REMOVAL & INSTALLATION
See Figures 1 and 2
- Loosen the lug nuts slightly before you jack up the front of the truck and support it with jackstands. Remove the front wheel.
- Remove the caliper assembly and attach it to the frame with a piece of wire without disconnecting the brake fluid hose.
- Remove the grease cap, cotter pin, locknut, thrust washer and outer wheel bearing.
- Pull the hub and rotor assembly off the spindle.
- Slide the disc and hub assembly onto the spindle.
- Install the outer bearing, thrust washer and outer nut.
- Tighten the bearing adjusting nut down to 90 inch lbs. (10 Nm) while rotating the rotor and hub. Recheck the disc run out.

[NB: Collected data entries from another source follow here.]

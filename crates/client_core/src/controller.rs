//! Page-level list state and the operations that mutate it.
//!
//! The controller owns the only copy of the post list. Every state change
//! runs through `&mut self`. Submit and delete are split into a `begin_*`
//! half that sets the in-flight flags and a `finish_*` half that reconciles
//! the response, so the flags are visible while the request is pending.
//! Failures never escape: they are logged and stored as a short message in
//! [`ListState::error`].

use std::{collections::HashSet, ops::RangeInclusive, sync::Arc};

use futures::{future::BoxFuture, FutureExt};
use shared::{
    domain::{Post, PostId, FALLBACK_CREATED_POST_ID},
    error::OperationKind,
    protocol::PostSubmission,
};
use tracing::{debug, error, info, warn};

use crate::{
    error::{ClientError, ClientResult},
    repository::PostRepository,
};

pub const POSTS_PER_PAGE: usize = 10;
pub const DELETE_CONFIRMATION: &str = "Are you sure you want to delete this post?";

/// Blocking yes/no prompt shown before destructive operations.
pub trait Confirm: Send + Sync {
    fn confirm(&self, message: &str) -> bool;
}

impl<F> Confirm for F
where
    F: Fn(&str) -> bool + Send + Sync,
{
    fn confirm(&self, message: &str) -> bool {
        self(message)
    }
}

#[derive(Debug, Clone, PartialEq, Eq)]
pub struct ListState {
    pub items: Vec<Post>,
    /// 1-based.
    pub current_page: usize,
    pub loading: bool,
    pub error: Option<String>,
    pub submitting: bool,
    pub deleting_id: Option<PostId>,
    pub form_open: bool,
    pub editing: Option<Post>,
}

impl Default for ListState {
    fn default() -> Self {
        Self {
            items: Vec::new(),
            current_page: 1,
            loading: false,
            error: None,
            submitting: false,
            deleting_id: None,
            form_open: false,
            editing: None,
        }
    }
}

/// A create or update request started by [`PostListController::begin_submit`].
#[must_use = "the request only runs when awaited"]
pub struct PendingSubmit {
    target: Option<PostId>,
    request: BoxFuture<'static, ClientResult<Post>>,
}

impl PendingSubmit {
    pub async fn wait(self) -> SubmitResult {
        SubmitResult {
            target: self.target,
            result: self.request.await,
        }
    }
}

pub struct SubmitResult {
    target: Option<PostId>,
    result: ClientResult<Post>,
}

/// A delete request started by [`PostListController::begin_delete`].
#[must_use = "the request only runs when awaited"]
pub struct PendingDelete {
    id: PostId,
    page_len_before: usize,
    request: BoxFuture<'static, ClientResult<()>>,
}

impl PendingDelete {
    pub async fn wait(self) -> DeleteResult {
        DeleteResult {
            id: self.id,
            page_len_before: self.page_len_before,
            result: self.request.await,
        }
    }
}

pub struct DeleteResult {
    id: PostId,
    page_len_before: usize,
    result: ClientResult<()>,
}

pub struct PostListController {
    repository: Arc<dyn PostRepository>,
    confirm: Box<dyn Confirm>,
    state: ListState,
    loaded: bool,
}

impl PostListController {
    pub fn new(repository: Arc<dyn PostRepository>, confirm: impl Confirm + 'static) -> Self {
        Self {
            repository,
            confirm: Box::new(confirm),
            // The page shows its loading indicator until the first load resolves.
            state: ListState {
                loading: true,
                ..ListState::default()
            },
            loaded: false,
        }
    }

    pub fn state(&self) -> &ListState {
        &self.state
    }

    /// Fetches the full list. Only the first call per controller does anything.
    pub async fn load(&mut self) {
        if self.loaded {
            debug!("posts: initial load already ran");
            return;
        }
        self.loaded = true;
        self.state.loading = true;
        self.state.error = None;

        match self.repository.list().await {
            Ok(posts) => {
                self.state.items = dedupe_by_id(posts);
                info!(count = self.state.items.len(), "posts: loaded");
            }
            Err(err) => self.record_failure(OperationKind::Load, None, &err),
        }

        self.state.loading = false;
    }

    pub fn open_create_form(&mut self) {
        self.state.editing = None;
        self.state.form_open = true;
    }

    pub fn open_edit_form(&mut self, post: Post) {
        self.state.editing = Some(post);
        self.state.form_open = true;
    }

    pub fn close_form(&mut self) {
        self.state.form_open = false;
        self.state.editing = None;
    }

    /// Updates the post being edited, or creates a new one when nothing is.
    pub async fn submit(&mut self, submission: PostSubmission) {
        let pending = self.begin_submit(submission);
        let resolved = pending.wait().await;
        self.finish_submit(resolved);
    }

    /// Marks the form as submitting and starts the create or update request.
    ///
    /// The returned request does not borrow the controller, so the list stays
    /// readable and navigable until [`Self::finish_submit`] is called.
    pub fn begin_submit(&mut self, submission: PostSubmission) -> PendingSubmit {
        self.state.submitting = true;
        self.state.error = None;

        let repository = Arc::clone(&self.repository);
        match self.state.editing.as_ref().map(|target| target.id) {
            Some(id) => {
                let patch = submission.into_patch();
                PendingSubmit {
                    target: Some(id),
                    request: async move { repository.update(id, &patch).await }.boxed(),
                }
            }
            None => {
                let draft = submission.into_draft();
                PendingSubmit {
                    target: None,
                    request: async move { repository.create(&draft).await }.boxed(),
                }
            }
        }
    }

    pub fn finish_submit(&mut self, resolved: SubmitResult) {
        let SubmitResult { target, result } = resolved;
        match (target, result) {
            (Some(id), Ok(updated)) => {
                // Replace by the id the service echoed back, keeping list position.
                if let Some(slot) = self.state.items.iter_mut().find(|p| p.id == updated.id) {
                    *slot = updated;
                }
                info!(post_id = id.0, "posts: updated");
                self.close_form();
            }
            (None, Ok(created)) => {
                // The demo service hands every new post the same id, so the list
                // numbers created posts itself.
                let display_id = next_display_id(&self.state.items);
                info!(
                    service_id = created.id.0,
                    display_id = display_id.0,
                    "posts: created"
                );
                self.state.items.insert(0, created.with_id(display_id));
                self.close_form();
            }
            (Some(id), Err(err)) => self.record_failure(OperationKind::Update, Some(id), &err),
            (None, Err(err)) => self.record_failure(OperationKind::Create, None, &err),
        }

        self.state.submitting = false;
    }

    /// Asks for confirmation, then deletes `id`. Declining changes nothing.
    pub async fn delete(&mut self, id: PostId) {
        if let Some(pending) = self.begin_delete(id) {
            let resolved = pending.wait().await;
            self.finish_delete(resolved);
        }
    }

    /// Asks for confirmation and, if given, marks `id` as deleting and starts
    /// the request. `None` when the user declines.
    pub fn begin_delete(&mut self, id: PostId) -> Option<PendingDelete> {
        if !self.confirm.confirm(DELETE_CONFIRMATION) {
            debug!(post_id = id.0, "posts: delete declined");
            return None;
        }

        let page_len_before = self.current_page_items().len();
        self.state.deleting_id = self.state.items.iter().any(|p| p.id == id).then_some(id);
        self.state.error = None;

        let repository = Arc::clone(&self.repository);
        Some(PendingDelete {
            id,
            page_len_before,
            request: async move { repository.delete(id).await }.boxed(),
        })
    }

    pub fn finish_delete(&mut self, resolved: DeleteResult) {
        let DeleteResult {
            id,
            page_len_before,
            result,
        } = resolved;
        match result {
            Ok(()) => {
                self.state.items.retain(|p| p.id != id);
                if page_len_before == 1 && self.state.current_page > 1 {
                    self.state.current_page = (self.state.current_page - 1).max(1);
                }
                info!(post_id = id.0, page = self.state.current_page, "posts: deleted");
            }
            Err(err) => self.record_failure(OperationKind::Delete, Some(id), &err),
        }

        self.state.deleting_id = None;
    }

    /// Moves to `page` as given; callers only offer pages from [`Self::page_numbers`].
    pub fn paginate(&mut self, page: usize) {
        self.state.current_page = page;
    }

    pub fn previous_page(&mut self) {
        if self.can_go_previous() {
            self.paginate(self.state.current_page - 1);
        }
    }

    pub fn next_page(&mut self) {
        if self.can_go_next() {
            self.paginate(self.state.current_page + 1);
        }
    }

    pub fn current_page_items(&self) -> &[Post] {
        let len = self.state.items.len();
        let end = self
            .state
            .current_page
            .saturating_mul(POSTS_PER_PAGE)
            .min(len);
        let start = self
            .state
            .current_page
            .saturating_sub(1)
            .saturating_mul(POSTS_PER_PAGE)
            .min(end);
        &self.state.items[start..end]
    }

    /// Zero for an empty list.
    pub fn total_pages(&self) -> usize {
        self.state.items.len().div_ceil(POSTS_PER_PAGE)
    }

    pub fn shows_pagination(&self) -> bool {
        self.state.items.len() > POSTS_PER_PAGE
    }

    pub fn page_numbers(&self) -> RangeInclusive<usize> {
        1..=self.total_pages()
    }

    pub fn can_go_previous(&self) -> bool {
        self.state.current_page > 1
    }

    pub fn can_go_next(&self) -> bool {
        self.state.current_page < self.total_pages()
    }

    pub fn is_deleting(&self, id: PostId) -> bool {
        self.state.deleting_id == Some(id)
    }

    fn record_failure(&mut self, kind: OperationKind, post_id: Option<PostId>, err: &ClientError) {
        error!(
            operation = kind.as_str(),
            post_id = post_id.map(|id| id.0),
            request = ?err.kind(),
            status = err.status().map(|status| status.as_u16()),
            error = %err,
            "posts: operation failed"
        );
        self.state.error = Some(kind.failure_message().to_string());
    }
}

fn next_display_id(items: &[Post]) -> PostId {
    items
        .iter()
        .map(|p| p.id)
        .max()
        .map(|max| PostId(max.0 + 1))
        .unwrap_or(FALLBACK_CREATED_POST_ID)
}

fn dedupe_by_id(posts: Vec<Post>) -> Vec<Post> {
    let mut seen = HashSet::with_capacity(posts.len());
    let total = posts.len();
    let unique: Vec<Post> = posts.into_iter().filter(|p| seen.insert(p.id)).collect();
    if unique.len() != total {
        warn!(
            dropped = total - unique.len(),
            "posts: service returned duplicate ids"
        );
    }
    unique
}

#[cfg(test)]
#[path = "tests/controller_tests.rs"]
mod tests;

- Back off the adjusting nut to release all preload, and retighten the nut finger-tight.
- Install the locknut on the nut with one pair of slots in line with the cotter pin hole.
- Install a new cotter pin. NEVER use a old cotter pin.
- Clean and recoat the grease cap inside with bearing grease, not filling the cap, install the cap. Make sure the disc is completely clean of any dirt or grease. Use a suitable solvent.
- Install the caliper.
If the rotor is deeply scarred or has shallow cracks, it may be refinished on a disc brake rotor lathe. Also, if the lateral run-out exceeds 0.010 in. (0.25mm) within a 6 in. (152mm) radius when measured with a dial indicator, with the stylus 1 in. (25mm) in from the edge of the rotor, the rotor should be refinished or replaced.
A maximum of 0.020 in. (0.5mm) of material may be removed equally from each friction surface of the rotor. If the damage cannot be corrected when the rotor has been machined to the minimum thickness shown on the rotor, it should be replaced.
The finished braking surfaces of the rotor must be parallel within 0.007 in. (0.17mm) and lateral run-out must not be more than 0.003 in. (0.07mm) on the inboard surface in a 5 in. (127mm) radius.